> Exercise objective:
Please write out, exactly, every line of the listing from its first line through the one that includes "paths get 404.".
----
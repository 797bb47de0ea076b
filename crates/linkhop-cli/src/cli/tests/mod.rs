//! CLI parse tests.

use super::{Cli, CliCommand, TransportArg};
use clap::Parser;

pub(super) fn parse(args: &[&str]) -> CliCommand {
    let cli = Cli::try_parse_from(args).unwrap();
    cli.command
}


#[test]
fn cli_parse_completions() {
    match parse(&["linkhop", "completions", "bash"]) {
        CliCommand::Completions { shell } => assert_eq!(shell, clap_complete::Shell::Bash),
        _ => panic!("expected Completions"),
    }
}

#[test]
fn cli_parse_man() {
    assert!(matches!(parse(&["linkhop", "man"]), CliCommand::Man));
}

#[test]
fn transport_arg_maps_to_kind() {
    use linkhop_core::TransportKind;
    assert_eq!(TransportKind::from(TransportArg::Curl), TransportKind::Curl);
    assert_eq!(TransportKind::from(TransportArg::Socket), TransportKind::Socket);
}

#[test]
fn cli_definition_is_consistent() {
    use clap::CommandFactory;
    Cli::command().debug_assert();
}
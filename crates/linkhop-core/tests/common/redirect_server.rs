//! Minimal HTTP/1.1 server that answers HEAD with scripted redirects for integration tests.
//!
//! Each path maps to a raw header block; `{base}` in a block is replaced by the
//! server's own base URL so chains can point back at it. Unknown paths get 404.
//! Every request's raw text is recorded.

use std::collections::HashMap;
use std::io::{self, Read, Write};
use std::net::{TcpListener, ToSocketAddrs};
use std::sync::{Arc, Mutex};
use std::thread;
use std::time::Duration;

pub struct RedirectServer {
    /// Base URL without trailing slash, e.g. "http://127.0.0.1:12345".
    pub base: String,
    requests: Arc<Mutex<Vec<String>>>,
}

impl RedirectServer {
    pub fn url(&self, path: &str) -> String {
        format!("{}{}", self.base, path)
    }

    pub fn requests(&self) -> Vec<String> {
        self.requests.lock().unwrap().clone()
    }
}

/// Header block for a redirect from a path to `location`.
pub fn redirect(status: u16, location: &str) -> String {
    format!(
        "HTTP/1.1 {} Moved\r\nLocation: {}\r\nContent-Length: 0\r\nConnection: close\r\n\r\n",
        status, location
    )
}

/// Header block for a final (non-redirecting) page.
pub fn ok() -> String {
    "HTTP/1.1 200 OK\r\nContent-Length: 0\r\nConnection: close\r\n\r\n".to_string()
}

/// Starts a server on IPv4 loopback in a background thread. Runs until the process exits.
pub fn start(routes: &[(&str, String)]) -> RedirectServer {
    start_on("127.0.0.1:0", routes).expect("bind")
}

/// Like [`start`], on any bind address (e.g. `[::1]:0`).
pub fn start_on(bind: impl ToSocketAddrs, routes: &[(&str, String)]) -> io::Result<RedirectServer> {
    let listener = TcpListener::bind(bind)?;
    let base = format!("http://{}", listener.local_addr()?);
    let routes: HashMap<String, String> = routes
        .iter()
        .map(|(path, raw)| (path.to_string(), raw.replace("{base}", &base)))
        .collect();
    let routes = Arc::new(routes);
    let requests = Arc::new(Mutex::new(Vec::new()));
    let recorded = Arc::clone(&requests);
    thread::spawn(move || {
        for stream in listener.incoming().flatten() {
            let routes = Arc::clone(&routes);
            let recorded = Arc::clone(&recorded);
            thread::spawn(move || handle(stream, &routes, &recorded));
        }
    });
    Ok(RedirectServer { base, requests })
}

/// Accepts connections and never answers (for timeout tests).
pub fn start_silent() -> String {
    let listener = TcpListener::bind("127.0.0.1:0").expect("bind");
    let port = listener.local_addr().unwrap().port();
    thread::spawn(move || {
        let mut held = Vec::new();
        for stream in listener.incoming().flatten() {
            held.push(stream);
        }
    });
    format!("http://127.0.0.1:{}/", port)
}

/// Answers every request with `raw`, one byte per `delay`.
pub fn start_trickle(raw: &str, delay: Duration) -> String {
    let listener = TcpListener::bind("127.0.0.1:0").expect("bind");
    let port = listener.local_addr().unwrap().port();
    let raw = raw.as_bytes().to_vec();
    thread::spawn(move || {
        for mut stream in listener.incoming().flatten() {
            let raw = raw.clone();
            thread::spawn(move || {
                let mut buf = [0u8; 8192];
                let _ = stream.read(&mut buf);
                for byte in raw {
                    if stream.write_all(&[byte]).is_err() {
                        return;
                    }
                    thread::sleep(delay);
                }
            });
        }
    });
    format!("http://127.0.0.1:{}/", port)
}

fn handle(
    mut stream: std::net::TcpStream,
    routes: &HashMap<String, String>,
    recorded: &Mutex<Vec<String>>,
) {
    let _ = stream.set_read_timeout(Some(Duration::from_secs(2)));
    let _ = stream.set_write_timeout(Some(Duration::from_secs(2)));
    let mut buf = [0u8; 8192];
    let n = match stream.read(&mut buf) {
        Ok(0) => return,
        Ok(n) => n,
        Err(_) => return,
    };
    let request = String::from_utf8_lossy(&buf[..n]).into_owned();
    let path = request
        .lines()
        .next()
        .and_then(|line| line.split_whitespace().nth(1))
        .unwrap_or("/")
        .to_string();
    recorded.lock().unwrap().push(request);
    let response = routes
        .get(&path)
        .cloned()
        .unwrap_or_else(|| "HTTP/1.1 404 Not Found\r\nContent-Length: 0\r\n\r\n".to_string());
    let _ = stream.write_all(response.as_bytes());
}
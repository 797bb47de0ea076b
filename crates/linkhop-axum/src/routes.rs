//! Route definitions and router construction.

use axum::routing::get;
use axum::Router;
use tower_http::trace::TraceLayer;

use crate::handlers;
use crate::state::AppState;

/// Build the router: `/` forwards, `/health` answers `OK`.
pub fn create_router(state: AppState) -> Router {
    Router::new()
        .route("/", get(handlers::forward))
        .route("/health", get(handlers::health))
        .layer(TraceLayer::new_for_http())
        .with_state(state)
}
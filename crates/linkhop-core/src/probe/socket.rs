//! HEAD probe over a plain TCP connection.
//!
//! Writes a literal HTTP/1.1 HEAD request and reads the response until the
//! blank line that ends the header block. The read is bounded by
//! `max_header_bytes`; a larger header block is rejected, not truncated.
//! `timeout` is a deadline for the whole exchange after connecting, not a
//! per-read allowance.

use std::io::{self, Read, Write};
use std::net::{SocketAddr, TcpStream};
use std::time::{Duration, Instant};
use url::Url;

use super::{ProbeResponse, Transport, TransportSettings};
use crate::error::ResolveError;

const HEADER_TERMINATOR: &[u8] = b"\r\n\r\n";
const READ_CHUNK: usize = 1024;

/// Raw-socket transport. Plain `http` only.
#[derive(Debug, Clone)]
pub struct SocketTransport {
    settings: TransportSettings,
}

impl SocketTransport {
    pub fn new(settings: TransportSettings) -> Self {
        Self { settings }
    }

    fn connect(&self, url: &Url) -> Result<TcpStream, ResolveError> {
        // Handles bracketed IPv6 literals, which `(host, port)` lookups do not.
        let addrs: Vec<SocketAddr> = url
            .socket_addrs(|| Some(80))
            .map_err(|e| ResolveError::connection(url.as_str(), e))?;

        let mut last_err = None;
        for addr in addrs {
            match TcpStream::connect_timeout(&addr, self.settings.connect_timeout) {
                Ok(stream) => return Ok(stream),
                Err(e) => {
                    tracing::debug!(%addr, "connect failed: {}", e);
                    last_err = Some(e);
                }
            }
        }
        Err(match last_err {
            Some(e) => ResolveError::from_io(url.as_str(), &e, self.settings.connect_timeout),
            None => ResolveError::connection(
                url.as_str(),
                format!("{} resolved to no address", url.host_str().unwrap_or_default()),
            ),
        })
    }
}

impl Transport for SocketTransport {
    fn name(&self) -> &'static str {
        "socket"
    }

    fn probe(&self, url: &Url) -> Result<ProbeResponse, ResolveError> {
        // A hop can point at https mid-chain; without TLS that host is unreachable here.
        if url.scheme() != "http" {
            return Err(ResolveError::connection(
                url.as_str(),
                format!("socket transport has no {} support", url.scheme()),
            ));
        }
        if url.host_str().is_none() {
            return Err(ResolveError::invalid_url(url.as_str(), "missing host"));
        }
        let timeout = self.settings.timeout;
        let io_err = |e: io::Error| ResolveError::from_io(url.as_str(), &e, timeout);

        let mut stream = self.connect(url)?;
        let deadline = Instant::now() + timeout;

        let request = head_request(url, self.settings.user_agent.as_deref());
        let write_timeout = remaining(deadline).map_err(io_err)?;
        stream.set_write_timeout(Some(write_timeout)).map_err(io_err)?;
        stream.write_all(request.as_bytes()).map_err(io_err)?;
        stream.flush().map_err(io_err)?;

        let mut reader = DeadlineReader {
            stream: &stream,
            deadline,
        };
        let raw = read_header_block(&mut reader, self.settings.max_header_bytes).map_err(
            |e| match e {
                HeaderReadError::Io(e) => io_err(e),
                HeaderReadError::TooLarge(limit) => ResolveError::malformed(
                    url.as_str(),
                    format!("header block exceeds {} bytes", limit),
                ),
            },
        )?;

        let text = String::from_utf8_lossy(&raw).into_owned();
        let response = ProbeResponse::from_raw(text)
            .map_err(|e| ResolveError::malformed(url.as_str(), e.to_string()))?;
        tracing::debug!(url = %url, status = response.status, bytes = raw.len(), "socket HEAD probe");
        Ok(response)
    }
}

/// Time left before `deadline`, or `TimedOut` once it has passed.
fn remaining(deadline: Instant) -> io::Result<Duration> {
    let left = deadline.saturating_duration_since(Instant::now());
    if left.is_zero() {
        return Err(io::Error::new(io::ErrorKind::TimedOut, "probe deadline passed"));
    }
    Ok(left)
}

/// Reads from `stream` with the socket timeout shrunk to what is left before `deadline`.
struct DeadlineReader<'a> {
    stream: &'a TcpStream,
    deadline: Instant,
}

impl Read for DeadlineReader<'_> {
    fn read(&mut self, buf: &mut [u8]) -> io::Result<usize> {
        self.stream.set_read_timeout(Some(remaining(self.deadline)?))?;
        self.stream.read(buf)
    }
}

/// Build the HEAD request text for `url`.
pub(crate) fn head_request(url: &Url, user_agent: Option<&str>) -> String {
    let mut target = url.path().to_string();
    if let Some(q) = url.query() {
        target.push('?');
        target.push_str(q);
    }
    let host = url.host_str().unwrap_or_default();
    let host_header = match url.port() {
        Some(port) => format!("{}:{}", host, port),
        None => host.to_string(),
    };

    let mut request = format!("HEAD {} HTTP/1.1\r\nHost: {}\r\n", target, host_header);
    if let Some(ua) = user_agent {
        request.push_str(&format!("User-Agent: {}\r\n", ua));
    }
    request.push_str("Connection: close\r\n\r\n");
    request
}

#[derive(Debug)]
pub(crate) enum HeaderReadError {
    Io(io::Error),
    TooLarge(usize),
}

/// Read until the header terminator, EOF, or `limit` bytes.
///
/// Bytes after the terminator are dropped. EOF before the terminator returns
/// whatever arrived and leaves validation to the status-line parser.
pub(crate) fn read_header_block<R: Read>(
    reader: &mut R,
    limit: usize,
) -> Result<Vec<u8>, HeaderReadError> {
    let mut buf: Vec<u8> = Vec::with_capacity(READ_CHUNK);
    let mut chunk = [0u8; READ_CHUNK];
    loop {
        let n = match reader.read(&mut chunk) {
            Ok(0) => return Ok(buf),
            Ok(n) => n,
            Err(e) if e.kind() == io::ErrorKind::Interrupted => continue,
            Err(e) => return Err(HeaderReadError::Io(e)),
        };
        // Terminator may straddle two reads.
        let search_from = buf.len().saturating_sub(HEADER_TERMINATOR.len() - 1);
        buf.extend_from_slice(&chunk[..n]);

        if let Some(pos) = find_terminator(&buf[search_from..]) {
            buf.truncate(search_from + pos + HEADER_TERMINATOR.len());
            if buf.len() > limit {
                return Err(HeaderReadError::TooLarge(limit));
            }
            return Ok(buf);
        }
        if buf.len() > limit {
            return Err(HeaderReadError::TooLarge(limit));
        }
    }
}

fn find_terminator(haystack: &[u8]) -> Option<usize> {
    haystack
        .windows(HEADER_TERMINATOR.len())
        .position(|w| w == HEADER_TERMINATOR)
}
#![allow(dead_code)]

pub mod redirect_server;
----
> Worked solution:
repository 797bb47de0ea076b
filename crates/linkhop-cli/src/cli/tests/mod.rs
//! CLI parse tests.

use super::{Cli, CliCommand, TransportArg};
use clap::Parser;

pub(super) fn parse(args: &[&str]) -> CliCommand {
    let cli = Cli::try_parse_from(args).unwrap();
    cli.command
}


#[test]
fn cli_parse_completions() {
    match parse(&["linkhop", "completions", "bash"]) {
        CliCommand::Completions { shell } => assert_eq!(shell, clap_complete::Shell::Bash),
        _ => panic!("expected Completions"),
    }
}

#[test]
fn cli_parse_man() {
    assert!(matches!(parse(&["linkhop", "man"]), CliCommand::Man));
}

#[test]
fn transport_arg_maps_to_kind() {
    use linkhop_core::TransportKind;
    assert_eq!(TransportKind::from(TransportArg::Curl), TransportKind::Curl);
    assert_eq!(TransportKind::from(TransportArg::Socket), TransportKind::Socket);
}

#[test]
fn cli_definition_is_consistent() {
    use clap::CommandFactory;
    Cli::command().debug_assert();
}
filename crates/linkhop-core/tests/common/redirect_server.rs
//! Minimal HTTP/1.1 server that answers HEAD with scripted redirects for integration tests.
//!
//! Each path maps to a raw header block; `{base}` in a block is replaced by the
//! server's own base URL so chains can point back at it. Unknown paths get 404.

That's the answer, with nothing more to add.